The brittle-plastic transition (cataclasis—plasticity) results to intermediate deformation regime of semi-brittle behavior characterized by microfractures interaction with intracrystalline plasticity [33, 34]. Two transitions in deformation mechanism, namely the brittle-semi-brittle transition and semi-brittle-plastic transition are registered with increasing depth respectively in the upper crust and in the middle crust levels. But, even though it has been proved that high stresses may also cause cataclasis at greater depths or higher temperatures, the mechanism we suggest for the Mgbanji magma emplacement operates on three different crustal levels, namely lower, middle, and upper crustal levels (Figure 8).

A schematic model for the emplacement of the Mgbanji granitoids.

In the lower crustal level, the granitic magma may have originated from the in situ crustal melting [35]. That level favored the formation of coarse-grained granite in the study area.

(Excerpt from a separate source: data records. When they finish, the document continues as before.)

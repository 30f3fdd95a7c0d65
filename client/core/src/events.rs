//! Session Events
//!
//! Everything that flows through the session loop is one of three kinds:
//!
//! - [`ConnectionEvent`]: reported by connection tasks (open, message, close)
//! - [`SessionCommand`]: issued by a surface (send, dismiss, teardown)
//! - [`SessionUpdate`]: emitted by the session for surfaces to render
//!
//! Connection tasks never touch session state; they only forward tagged
//! events, and the session applies them one at a time.

use serde::{Deserialize, Serialize};
use tokio::sync::oneshot;

use crate::alerts::{Alert, AlertId};
use crate::conversation::TranscriptSnapshot;
use crate::dispatcher::SendOutcome;
use crate::session::SessionPhase;
use crate::transport::ConnectionId;

/// Why a connection ended
#[derive(Clone, Debug, PartialEq, Eq, Serialize, Deserialize)]
pub enum CloseReason {
    /// Closed by this client (token change, teardown)
    Local,
    /// The service sent a close frame or the stream ended
    Remote {
        /// Close code, if the service sent one
        code: Option<u16>,
        /// Close reason text (may be empty)
        reason: String,
    },
    /// The dial or handshake failed
    ConnectFailed(String),
    /// The dial did not finish within the connect timeout
    ConnectTimeout,
    /// A read or write error ended the connection
    TransportError(String),
}

impl CloseReason {
    /// Whether the close was requested by this client
    #[must_use]
    pub fn is_local(&self) -> bool {
        matches!(self, Self::Local)
    }
}

/// Lifecycle and data events from a connection task
#[derive(Clone, Debug, PartialEq, Eq)]
pub enum ConnectionEvent {
    /// The websocket handshake completed
    Opened {
        /// Connection the event belongs to
        id: ConnectionId,
    },
    /// A text message arrived
    Message {
        /// Connection the event belongs to
        id: ConnectionId,
        /// Raw message text, not yet decoded
        text: String,
    },
    /// The connection is gone
    Closed {
        /// Connection the event belongs to
        id: ConnectionId,
        /// Why it ended
        reason: CloseReason,
    },
}

impl ConnectionEvent {
    /// The connection this event is tagged with
    #[must_use]
    pub fn connection_id(&self) -> ConnectionId {
        match self {
            Self::Opened { id } | Self::Message { id, .. } | Self::Closed { id, .. } => *id,
        }
    }
}

/// Requests from a surface to the session loop
#[derive(Debug)]
pub enum SessionCommand {
    /// Submit a user message
    Send {
        /// Text as typed
        text: String,
        /// Where to report the dispatcher's decision
        reply: Option<oneshot::Sender<SendOutcome>>,
    },
    /// Dismiss a persistent alert
    DismissAlert(AlertId),
    /// End the session and close the connection
    Teardown,
}

/// State changes surfaces should render
#[derive(Clone, Debug, PartialEq, Eq)]
pub enum SessionUpdate {
    /// The session moved to a new lifecycle phase
    Phase(SessionPhase),
    /// The transcript or pending flag changed
    Transcript(TranscriptSnapshot),
    /// An error frame raised a persistent alert
    Alert(Alert),
    /// An alert was dismissed
    AlertDismissed(AlertId),
}
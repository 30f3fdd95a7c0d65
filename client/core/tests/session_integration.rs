//! End-to-end session tests against the stub chat service
//!
//! Every test runs the production websocket connector against a stub
//! server bound to an ephemeral port.

use std::sync::Arc;
use std::time::Duration;

use pretty_assertions::assert_eq;
use tokio::sync::watch;
use tokio::time::timeout;

use docchat_core::{
    ClientConfig, RejectReason, SendOutcome, SessionHandle, SessionPhase, SessionRunner,
    SessionUpdate, StaticTokenProvider, Token, TranscriptSnapshot, WebSocketConnector,
    DEFAULT_GREETING,
};
use docchat_stub_server::{ConnectionRegistry, StubConfig, StubServer, IDLE_TIMEOUT_MESSAGE};

const WAIT: Duration = Duration::from_secs(5);

struct Stub {
    endpoint: String,
    registry: ConnectionRegistry,
    _task: tokio::task::JoinHandle<Result<(), docchat_stub_server::StubError>>,
}

async fn start_stub(mut config: StubConfig) -> Stub {
    config.bind_addr = "127.0.0.1:0".parse().unwrap();
    config.chunk_delay = Duration::from_millis(1);
    let server = StubServer::bind(config).await.unwrap();
    Stub {
        endpoint: server.endpoint().unwrap(),
        registry: server.registry(),
        _task: server.spawn(),
    }
}

fn client_config(stub: &Stub) -> ClientConfig {
    let mut config = ClientConfig::default();
    config.websocket_uri = stub.endpoint.clone();
    config.connect_timeout = Duration::from_secs(2);
    config.token_refresh_interval = Duration::from_millis(50);
    config
}

fn spawn_session(stub: &Stub, token: &str) -> (watch::Sender<Option<Token>>, SessionHandle) {
    let (tx, rx) = watch::channel(Token::new(token));
    let connector = Arc::new(WebSocketConnector::new(Duration::from_secs(2)));
    let handle = SessionRunner::spawn_with_tokens(client_config(stub), rx, connector);
    (tx, handle)
}

async fn wait_for(
    handle: &mut SessionHandle,
    mut pred: impl FnMut(&SessionUpdate) -> bool,
) -> SessionUpdate {
    timeout(WAIT, async {
        loop {
            match handle.recv_update().await {
                Some(update) if pred(&update) => return update,
                Some(_) => {}
                None => panic!("session ended while waiting"),
            }
        }
    })
    .await
    .expect("timed out waiting for session update")
}

async fn wait_for_phase(handle: &mut SessionHandle, phase: SessionPhase) {
    wait_for(handle, |u| *u == SessionUpdate::Phase(phase)).await;
}

async fn wait_for_transcript(
    handle: &mut SessionHandle,
    mut pred: impl FnMut(&TranscriptSnapshot) -> bool,
) -> TranscriptSnapshot {
    match wait_for(handle, |u| matches!(u, SessionUpdate::Transcript(t) if pred(t))).await {
        SessionUpdate::Transcript(t) => t,
        other => panic!("unexpected update: {other:?}"),
    }
}

async fn eventually(mut cond: impl FnMut() -> bool) {
    timeout(WAIT, async {
        while !cond() {
            tokio::time::sleep(Duration::from_millis(10)).await;
        }
    })
    .await
    .expect("condition not reached in time");
}

#[tokio::test]
async fn greeting_scenario_end_to_end() {
    let stub = start_stub(StubConfig::default().with_reply("What is X?", "X is Y")).await;
    let (_tokens, mut session) = spawn_session(&stub, "T1");

    wait_for_phase(&mut session, SessionPhase::Open).await;

    let outcome = tokio_test::assert_ok!(session.send("What is X?").await);
    assert_eq!(outcome, SendOutcome::Sent);

    let pending = wait_for_transcript(&mut session, |t| t.pending).await;
    assert_eq!(pending.turns, vec![DEFAULT_GREETING, "What is X?", ""]);

    let done = wait_for_transcript(&mut session, |t| t.last() == Some("X is Y")).await;
    assert_eq!(done.turns, vec![DEFAULT_GREETING, "What is X?", "X is Y"]);
    assert!(!done.pending);

    session.teardown().await;
}

#[tokio::test]
async fn second_message_rejected_while_reply_pending() {
    let stub = start_stub(StubConfig::default()).await;
    let (_tokens, mut session) = spawn_session(&stub, "T1");
    wait_for_phase(&mut session, SessionPhase::Open).await;

    // Nothing answers /info, so the placeholder stays pending
    assert_eq!(session.send("/info quiet").await.unwrap(), SendOutcome::Sent);
    assert_eq!(
        session.send("another").await.unwrap(),
        SendOutcome::Rejected(RejectReason::ReplyPending)
    );

    session.teardown().await;
}

#[tokio::test]
async fn error_frame_raises_alert_without_touching_transcript() {
    let stub = start_stub(StubConfig::default()).await;
    let (_tokens, mut session) = spawn_session(&stub, "T1");
    wait_for_phase(&mut session, SessionPhase::Open).await;

    session.send("/error boom").await.unwrap();

    let alert = match wait_for(&mut session, |u| matches!(u, SessionUpdate::Alert(_))).await {
        SessionUpdate::Alert(alert) => alert,
        other => panic!("unexpected update: {other:?}"),
    };
    assert_eq!(alert.text, "boom");

    session.dismiss_alert(alert.id).await.unwrap();
    wait_for(&mut session, |u| *u == SessionUpdate::AlertDismissed(alert.id)).await;

    session.teardown().await;
}

#[tokio::test]
async fn malformed_and_unknown_frames_are_ignored() {
    let stub = start_stub(StubConfig::default().with_reply("after", "still here")).await;
    let (tokens, mut session) = spawn_session(&stub, "T1");
    wait_for_phase(&mut session, SessionPhase::Open).await;

    session
        .send(r#"/raw {"message_type":"typing","content":"..."}"#)
        .await
        .unwrap();

    // The pending placeholder is never resolved by an unknown frame, so the
    // next token refresh is the only way forward
    tokens.send(Token::new("T2")).unwrap();
    let reopened = wait_for_transcript(&mut session, |t| !t.pending).await;
    assert_eq!(reopened.last(), Some(""));
    wait_for_phase(&mut session, SessionPhase::Open).await;

    session.send("after").await.unwrap();
    let done = wait_for_transcript(&mut session, |t| t.last() == Some("still here")).await;
    assert_eq!(done.turns.len(), 5);

    session.teardown().await;
}

#[tokio::test]
async fn token_rotation_leaves_one_connection_under_new_token() {
    let stub = start_stub(StubConfig::default()).await;
    let (tokens, mut session) = spawn_session(&stub, "T1");

    wait_for_phase(&mut session, SessionPhase::Open).await;
    eventually(|| stub.registry.tokens() == vec!["T1".to_string()]).await;

    tokens.send(Token::new("T2")).unwrap();
    wait_for_phase(&mut session, SessionPhase::Connecting).await;
    wait_for_phase(&mut session, SessionPhase::Open).await;

    eventually(|| stub.registry.tokens() == vec!["T2".to_string()]).await;
    assert!(stub.registry.len() <= 1);

    session.teardown().await;
    eventually(|| stub.registry.is_empty()).await;
}

#[tokio::test]
async fn token_rotation_while_connecting_leaves_one_connection() {
    let mut config = StubConfig::default();
    config.handshake_delay = Duration::from_millis(300);
    let stub = start_stub(config).await;
    let (tokens, mut session) = spawn_session(&stub, "T1");

    wait_for_phase(&mut session, SessionPhase::Connecting).await;
    tokens.send(Token::new("T2")).unwrap();
    wait_for_phase(&mut session, SessionPhase::Open).await;

    eventually(|| stub.registry.tokens() == vec!["T2".to_string()]).await;
    tokio::time::sleep(Duration::from_millis(300)).await;
    assert_eq!(stub.registry.tokens(), vec!["T2".to_string()]);

    session.teardown().await;
    eventually(|| stub.registry.is_empty()).await;
}

#[tokio::test]
async fn invalid_token_alerts_then_closes() {
    let stub = start_stub(StubConfig::default().with_tokens(["good"])).await;
    let (_tokens, mut session) = spawn_session(&stub, "bad");

    let alert = wait_for(&mut session, |u| matches!(u, SessionUpdate::Alert(_))).await;
    assert!(matches!(alert, SessionUpdate::Alert(a) if a.text.starts_with("Invalid token")));

    wait_for_phase(&mut session, SessionPhase::Closed).await;
    assert_eq!(
        session.send("hi").await.unwrap(),
        SendOutcome::Rejected(RejectReason::NotOpen)
    );
    assert!(stub.registry.is_empty());

    session.teardown().await;
}

#[tokio::test]
async fn no_token_means_no_connection() {
    let stub = start_stub(StubConfig::default()).await;
    let connector = Arc::new(WebSocketConnector::default());
    let mut session = SessionRunner::spawn(
        client_config(&stub),
        Arc::new(StaticTokenProvider::unauthenticated()),
        connector,
    );

    wait_for_phase(&mut session, SessionPhase::NoToken).await;
    let initial = wait_for_transcript(&mut session, |_| true).await;
    assert_eq!(initial.turns, vec![DEFAULT_GREETING]);
    assert_eq!(
        session.send("hello").await.unwrap(),
        SendOutcome::Rejected(RejectReason::NotOpen)
    );

    // Give the refresher a few polls
    tokio::time::sleep(Duration::from_millis(200)).await;
    assert!(stub.registry.is_empty());
    assert!(session.try_recv_update().is_none());

    session.teardown().await;
}

#[tokio::test]
async fn provider_backed_session_round_trip() {
    let stub = start_stub(StubConfig::default().with_reply("ping", "pong")).await;
    let mut session = SessionRunner::spawn(
        client_config(&stub),
        Arc::new(StaticTokenProvider::new("T1")),
        Arc::new(WebSocketConnector::default()),
    );

    wait_for_phase(&mut session, SessionPhase::Open).await;
    assert!(session.send("ping").await.unwrap().is_sent());
    wait_for_transcript(&mut session, |t| t.last() == Some("pong")).await;

    session.teardown().await;
}

#[tokio::test]
async fn idle_timeout_alerts_and_closes() {
    let mut config = StubConfig::default();
    config.idle_timeout = Duration::from_millis(200);
    let stub = start_stub(config).await;
    let (_tokens, mut session) = spawn_session(&stub, "T1");

    wait_for_phase(&mut session, SessionPhase::Open).await;
    let alert = wait_for(&mut session, |u| matches!(u, SessionUpdate::Alert(_))).await;
    assert!(matches!(alert, SessionUpdate::Alert(a) if a.text == IDLE_TIMEOUT_MESSAGE));
    wait_for_phase(&mut session, SessionPhase::Closed).await;

    session.teardown().await;
}

#[tokio::test]
async fn pending_reply_abandoned_after_remote_close_and_refresh() {
    let stub = start_stub(StubConfig::default()).await;
    let (tokens, mut session) = spawn_session(&stub, "T1");
    wait_for_phase(&mut session, SessionPhase::Open).await;

    session.send("/close").await.unwrap();
    wait_for_phase(&mut session, SessionPhase::Closed).await;

    // Same token again reconnects once the connection is gone
    tokens.send(Token::new("T1")).unwrap();
    let cleared = wait_for_transcript(&mut session, |t| !t.pending).await;
    assert_eq!(cleared.turns, vec![DEFAULT_GREETING, "/close", ""]);
    wait_for_phase(&mut session, SessionPhase::Open).await;

    assert!(session.send("again").await.unwrap().is_sent());

    session.teardown().await;
}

The middle level is characterized by the presence of mylonites and protomylonites, presenting submagmatic and mylonitic structures, typical of syntectonic magmatism. The presence of subvertical lineation on mylonites and protomylonites may indicate that the middle level zone reacted as feeder zones acting as melt collectors (Figure 8) [36].

The presence of both submagmatic and solid-state deformation features demonstrates that the strike-slip event may have been the active phenomenon during and after the total crystallization of the magma.

The magmatic to mylonitic fabric of the Mgbanji granitoids are in general parallel to the solid-state deformation features encountered in the country rocks, demonstrating that the Mgbanji granites seems coeval with the transcurrent tectonics in the Cameroon Central Shear Zone [20].

The upper crustal level or subsurface display spots of fine-grained granites (with homogeneous appearance in the field and few or no solid-state deformation features) surrounded progressively by ultramylonites, mylonites, and protomylonites (Figure 8). The fine-grained granite may be the outcome of tectonically driven solid-liquid partitioning, operating as filter-press, in the middle crust. At upper crustal levels, real magmatic fabrics are not common because of the higher temperature contrasts with the surrounding rocks, facilitating rapid magma cooling.

Magma intrusion may have been forced to flow toward local dilatational, low pressure sites, such as the boudin necks [37].

Field and microscopic observations of kinematic indicator point to the emplacement of the Mgbanji granitoids during the D3 sinistral deformation within an active strike-slip shear zone.